[Start of section]

use crate::error::{CliError, Result};
use std::fs::File;
use std::path::PathBuf;
use tracing::Subscriber;
use tracing_subscriber::{
    Layer,
    filter::{LevelFilter, Targets},
    fmt::{self, format::FmtSpan},
    prelude::*,
    registry::LookupSpan,
};

/// Target prefix shared by the library (`macha`) and this binary (`macha_cli`).
const CRATE_TARGET: &str = "macha";

fn level_for(verbosity: u8, quiet: bool) -> LevelFilter {
    if quiet {
        return LevelFilter::OFF;
    }
    match verbosity {
        0 => LevelFilter::WARN,
        1 => LevelFilter::INFO,
        2 => LevelFilter::DEBUG,
        _ => LevelFilter::TRACE,
    }
}

/// Our own events at `level`; dependencies never below WARN.
fn targets_for(level: LevelFilter) -> Targets {
    Targets::new()
        .with_target(CRATE_TARGET, level)
        .with_default(level.min(LevelFilter::WARN))
}

/// Plain-text layer for `--log-file`. It keeps at least INFO, so the
/// per-ligand summaries and tool outcomes land in the file even when the
/// console is quiet, and it records when each ligand span closes.
fn file_layer<S>(file: File, level: LevelFilter) -> impl Layer<S>
where
    S: Subscriber + for<'a> LookupSpan<'a>,
{
    fmt::layer()
        .with_writer(file)
        .with_ansi(false)
        .with_thread_ids(true)
        .with_target(true)
        .with_span_events(FmtSpan::CLOSE)
        .with_filter(targets_for(level.max(LevelFilter::INFO)))
}

pub fn setup_logging(verbosity: u8, quiet: bool, log_file: Option<PathBuf>) -> Result<()> {
    let level = level_for(verbosity, quiet);

    let stderr_layer = fmt::layer()
        .with_writer(std::io::stderr)
        .with_ansi(true)
        .with_target(false)
        .compact()
        .with_filter(targets_for(level));

    let log_file_layer = match log_file {
        Some(path) => Some(file_layer(File::create(&path).map_err(CliError::Io)?, level)),
        None => None,
    };

    tracing_subscriber::registry()
        .with(stderr_layer)
        .with(log_file_layer)
        .init();

    Ok(())
}

#[cfg(test)]
mod tests {
    use super::*;
    use serial_test::serial;
    use std::sync::Once;
    use tracing::{Level, debug, error, info, info_span, trace, warn};

    static INIT: Once = Once::new();

    fn ensure_global_logger_is_set() {
        INIT.call_once(|| {
            setup_logging(3, false, None).expect("Failed to set up global logger for tests");
        });
    }

    #[test]
    fn verbosity_maps_to_levels() {
        assert_eq!(level_for(0, false), LevelFilter::WARN);
        assert_eq!(level_for(1, false), LevelFilter::INFO);
        assert_eq!(level_for(2, false), LevelFilter::DEBUG);
        assert_eq!(level_for(7, false), LevelFilter::TRACE);
        assert_eq!(level_for(3, true), LevelFilter::OFF);
    }

    #[test]
    fn dependencies_are_capped_at_warn() {
        let targets = targets_for(LevelFilter::TRACE);
        assert!(targets.would_enable("macha::segments::classifier", &Level::TRACE));
        assert!(targets.would_enable("macha_cli::commands", &Level::DEBUG));
        assert!(!targets.would_enable("indicatif", &Level::INFO));
        assert!(targets.would_enable("indicatif", &Level::WARN));

        let quiet = targets_for(LevelFilter::OFF);
        assert!(!quiet.would_enable("macha::workflows", &Level::ERROR));
    }

    #[test]
    #[serial]
    fn initialization_and_macros_work() {
        ensure_global_logger_is_set();

        error!("This is an error");
        warn!("This is a warning");
        info!("This is info");
        debug!("This is debug");
        trace!("This is trace");
    }

    #[test]
    #[serial]
    fn file_layer_keeps_ligand_info_when_console_is_quiet() {
        let temp_dir = tempfile::tempdir().unwrap();
        let log_path = temp_dir.path().join("macha.log");

        let layer = file_layer(File::create(&log_path).unwrap(), LevelFilter::OFF);
        let subscriber = tracing_subscriber::registry().with(layer);

        tracing::subscriber::with_default(subscriber, || {
            let span = info_span!(target: "macha::workflows", "prepare_ligand", ligand = "lig1");
            span.in_scope(|| {
                info!(target: "macha::workflows", "Segments for lig1: PROA HETA");
                debug!(target: "macha::workflows", "Folder tree ready");
            });
            info!(target: "some_dependency", "connection pool resized");
        });

        let content = std::fs::read_to_string(log_path).unwrap();
        assert!(content.contains("Segments for lig1: PROA HETA"));
        assert!(content.contains("prepare_ligand"));
        assert!(content.contains("lig1"));
        assert!(content.contains("INFO"));
        assert!(content.contains("ThreadId"));
        assert!(!content.contains("Folder tree ready"));
        assert!(!content.contains("connection pool resized"));
    }

    #[test]
    #[serial]
    fn invalid_log_file_path_propagates_error() {
        let invalid_path = PathBuf::from("/");

        if cfg!(unix) && invalid_path.is_dir() {
            let result = setup_logging(0, false, Some(invalid_path));
            assert!(matches!(result, Err(CliError::Io(_))));
        }
    }
}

[End of section]

Reproduce all lines from the records above that include the word "Folder".

**Expected output:**
                debug!(target: "macha::workflows", "Folder tree ready");
        assert!(!content.contains("Folder tree ready"));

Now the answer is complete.